Irgendwie fügt es sich wunderbar, dass die britische Formation I Am In Love, deren Texte so manch anzügliche Passage aufweisen, im Studentenclub Kiste den vorerst letzten Auftritt ihrer Welt-Tournee bestreiten. Auf Einladung des greifswalder Lokalsenders radio 98eins ist außerdem das Leipziger-Trio Elster Club in die pommersche Hansestadt gereist. Neben tanzbaren Rhythmen bekommt der Besucher vor allem angelsächsisches Pathos geboten.

Veranstalter Lutz Eggebrecht flitzt aufgestachelt durch den frisch renovierten Club, in dessen Foyer sich die gastgebende Radiostation mit einem Stand aufgebaut hat, an dem sich der Besucher zum einen über die Sendevielfalt informieren und zum anderen kleine Präsente vom Radiergummi bis hin zum Zündhölzchen einstecken kann. Eggebrecht ist Chef der Musikredaktion des Radios und maßgeblich daran beteiligt, dass die beiden Bands den Weg in den Norden Mecklenburg-Vorpommerns gefunden haben. Im späteren Verlauf des Abends wird der hauptberuflich in der Gesundheitsbranche arbeitende Greifswalder noch als DJ fungieren und darüber hinaus zu Protokoll geben, der Abend sei ganz nach seinem Geschmack verlaufen. Und nicht nur nach seinem. All jene, die sich an diesem Abend im Club Kiste wiederfinden, der zwischen den schroff in die Höhe ragenden Fassaden der Vorstadt fast ein wenig eingezwängt wirkt, werden mit einem Lächeln auf den Lippen den Heimweg antreten.

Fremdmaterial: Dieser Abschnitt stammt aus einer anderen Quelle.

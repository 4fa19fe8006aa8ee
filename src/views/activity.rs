// SPDX-License-Identifier: MIT
// Copyright 2026 Roland Dreier <roland@rolandd.dev>

//! View model for the current user's logged entries and aggregate stats.
//!
//! Collections are replaced wholesale on every fetch. Consistency after a
//! mutation comes from refetching rather than optimistic local edits: when
//! `create_entry` or `delete_entry` returns `true`, both the entry list
//! and the stats snapshot have already been refreshed, so callers get
//! read-your-writes without doing anything else.

use crate::error::ClientError;
use crate::gateway::Gateway;
use crate::models::entry::{LogEntry, LogListWire, NewEntry};
use crate::models::stats::Stats;
use crate::session::SessionManager;
use dashmap::DashMap;
use serde::Serialize;
use std::sync::atomic::{AtomicBool, Ordering};
use std::sync::{Arc, Mutex, PoisonError};
use validator::Validate;

/// Scope selector for the shared feed.
#[derive(Debug, Clone, Copy, PartialEq, Eq)]
pub enum FeedFilter {
    All,
    Me,
    Friends,
}

impl FeedFilter {
    fn as_query(self) -> &'static str {
        match self {
            FeedFilter::All => "all",
            FeedFilter::Me => "me",
            FeedFilter::Friends => "friends",
        }
    }
}

#[derive(Serialize)]
#[serde(rename_all = "camelCase")]
struct CreateEntryBody<'a> {
    user_id: &'a str,
    #[serde(flatten)]
    entry: &'a NewEntry,
}

/// Client-side view of "my logs", "my stats", and the shared feed.
pub struct ActivityData {
    gateway: Arc<Gateway>,
    session: Arc<SessionManager>,
    logs: Mutex<Vec<LogEntry>>,
    feed: Mutex<Vec<LogEntry>>,
    stats: Mutex<Option<Stats>>,
    loading: AtomicBool,
    /// Entry ids with a delete currently outstanding
    deletes_in_flight: DashMap<String, ()>,
}

impl ActivityData {
    pub fn new(gateway: Arc<Gateway>, session: Arc<SessionManager>) -> Self {
        Self {
            gateway,
            session,
            logs: Mutex::new(Vec::new()),
            feed: Mutex::new(Vec::new()),
            stats: Mutex::new(None),
            loading: AtomicBool::new(false),
            deletes_in_flight: DashMap::new(),
        }
    }

    pub fn logs(&self) -> Vec<LogEntry> {
        self.logs.lock().unwrap_or_else(PoisonError::into_inner).clone()
    }

    pub fn feed(&self) -> Vec<LogEntry> {
        self.feed.lock().unwrap_or_else(PoisonError::into_inner).clone()
    }

    pub fn stats(&self) -> Option<Stats> {
        self.stats.lock().unwrap_or_else(PoisonError::into_inner).clone()
    }

    /// True while an entry-list fetch is outstanding.
    pub fn is_loading(&self) -> bool {
        self.loading.load(Ordering::SeqCst)
    }

    /// Fetch and replace the entry list. No-op when signed out; on error
    /// the previous list is kept so a transient failure never blanks a
    /// working screen. The loading flag is reset on every path.
    pub async fn fetch_logs(&self) {
        let Some(user) = self.session.current_user() else {
            return;
        };

        self.loading.store(true, Ordering::SeqCst);
        let result = self
            .gateway
            .get_json::<LogListWire>("/poops", &[("userId", user.id.clone())])
            .await;
        self.loading.store(false, Ordering::SeqCst);

        match result {
            Ok(list) => {
                *self.logs.lock().unwrap_or_else(PoisonError::into_inner) = list.into_entries();
            }
            Err(err) => tracing::warn!(error = %err, "Failed to fetch logs"),
        }
    }

    /// Fetch and replace the stats snapshot. Same failure semantics as
    /// [`fetch_logs`](Self::fetch_logs).
    pub async fn fetch_stats(&self) {
        let Some(user) = self.session.current_user() else {
            return;
        };

        match self
            .gateway
            .get_json::<Stats>("/stats", &[("userId", user.id.clone())])
            .await
        {
            Ok(stats) => {
                *self.stats.lock().unwrap_or_else(PoisonError::into_inner) = Some(stats);
            }
            Err(err) => tracing::warn!(error = %err, "Failed to fetch stats"),
        }
    }

    /// Fetch the shared feed for the given scope.
    pub async fn fetch_feed(&self, filter: FeedFilter) {
        if self.session.current_user().is_none() {
            return;
        }

        match self
            .gateway
            .get_json::<LogListWire>("/poops/feed", &[("filter", filter.as_query().to_string())])
            .await
        {
            Ok(list) => {
                *self.feed.lock().unwrap_or_else(PoisonError::into_inner) = list.into_entries();
            }
            Err(err) => tracing::warn!(error = %err, "Failed to fetch feed"),
        }
    }

    /// Create an entry. Validates locally first (the backend re-checks);
    /// on success both dependent collections are refreshed, sequentially,
    /// before `true` is returned. Failure returns `false` and leaves the
    /// collections untouched.
    pub async fn create_entry(&self, entry: NewEntry) -> bool {
        let Some(user) = self.session.current_user() else {
            return false;
        };

        if let Err(err) = entry.validate() {
            tracing::warn!(error = %err, "Rejected invalid entry locally");
            return false;
        }

        let body = CreateEntryBody {
            user_id: &user.id,
            entry: &entry,
        };

        match self.gateway.post("/poops", &body).await {
            Ok(()) => {
                self.fetch_logs().await;
                self.fetch_stats().await;
                true
            }
            Err(err) => {
                tracing::error!(error = %err, "Failed to create entry");
                false
            }
        }
    }

    /// Delete an entry by id, with the same refetch-on-success contract as
    /// [`create_entry`](Self::create_entry). A second delete for an id
    /// that is still in flight is ignored and returns `false`.
    pub async fn delete_entry(&self, id: &str) -> bool {
        if self.session.current_user().is_none() {
            return false;
        }

        if self.deletes_in_flight.insert(id.to_string(), ()).is_some() {
            tracing::debug!(id, "Delete already in flight, ignoring");
            return false;
        }

        let result = self.gateway.delete(&format!("/poops/{id}")).await;
        self.deletes_in_flight.remove(id);

        match result {
            Ok(()) => {
                self.fetch_logs().await;
                self.fetch_stats().await;
                true
            }
            Err(err) => {
                tracing::error!(error = %err, id, "Failed to delete entry");
                false
            }
        }
    }

    /// Fetch a friend's entries. Returned to the caller rather than stored;
    /// the friend-detail screen owns its own copy.
    pub async fn fetch_friend_logs(&self, user_id: &str) -> Result<Vec<LogEntry>, ClientError> {
        let list: LogListWire = self
            .gateway
            .get_json(&format!("/friends/{user_id}/poops"), &[])
            .await?;
        Ok(list.into_entries())
    }
}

Während die Plattenbau-Idylle des greifswalder Randbezirks Schönwalde zumindest visuell für die drei Sachsen von Elster Club nichts Neues ist wird spätestens in dem Moment klar, als Thomas Stötzner das Kind auf offener Bühne einfach beim Namen nennt. Etwas Spektakuläres sei dennoch passiert. „Wir haben das Gekreische der Möwen gehört. Morgen gehts an die Ostsee!“ Vorher jedoch gilt es jedoch das vorwiegend studentische Publikum in Bewegung zu bringen, was, wenig überraschend, vorzüglich gelingt. Nicht umsonst sind die drei jungen Männer mittlerweile in nahezu jeder Indie-Butze der Republik in Dauer-Rotation präsent. Das Rezept ist dabei gleichermaßen simpel, wie erfolgsversprechend. Auf das saftige Fundament aus Samples, Synthesizern und allerhand weiterer elektronischer Spielereien, legen Stötzner und Bassit Christian Barden ihre Hook-Lines, die unmittelbar in die Beine fahren. Dazu Stötzners herrlich affektiert klingender Akzent und fertig ist die Hit-Single. Zumindest, wenn es nach der euphorisch vor der Bühne tanzenden Menge geht. Denn von Beginn ihres knapp einstündigen Konzerts haben Elster Club ihr Publikum fest im Griff. Songs wie „Marie Anne“ oder „The Grand Stalker“ entfalten ihre Wirkung vollends, sodass eine Zugabe nach verschwitzten 50 Minuten Spielzeit nahezu obligatorisch fällig wird. Diese gibt es dann in Form von „I come along“. Dass das Auditorium sicher besser hätte gefüllt sein können, stört in diesem Moment keinen. Weder Band noch Publikum, die gemeinsam das tun, wofür sie just in Greifswald sind: Sie feiern, als ob die nächste Pflicht nicht in Sicht wäre.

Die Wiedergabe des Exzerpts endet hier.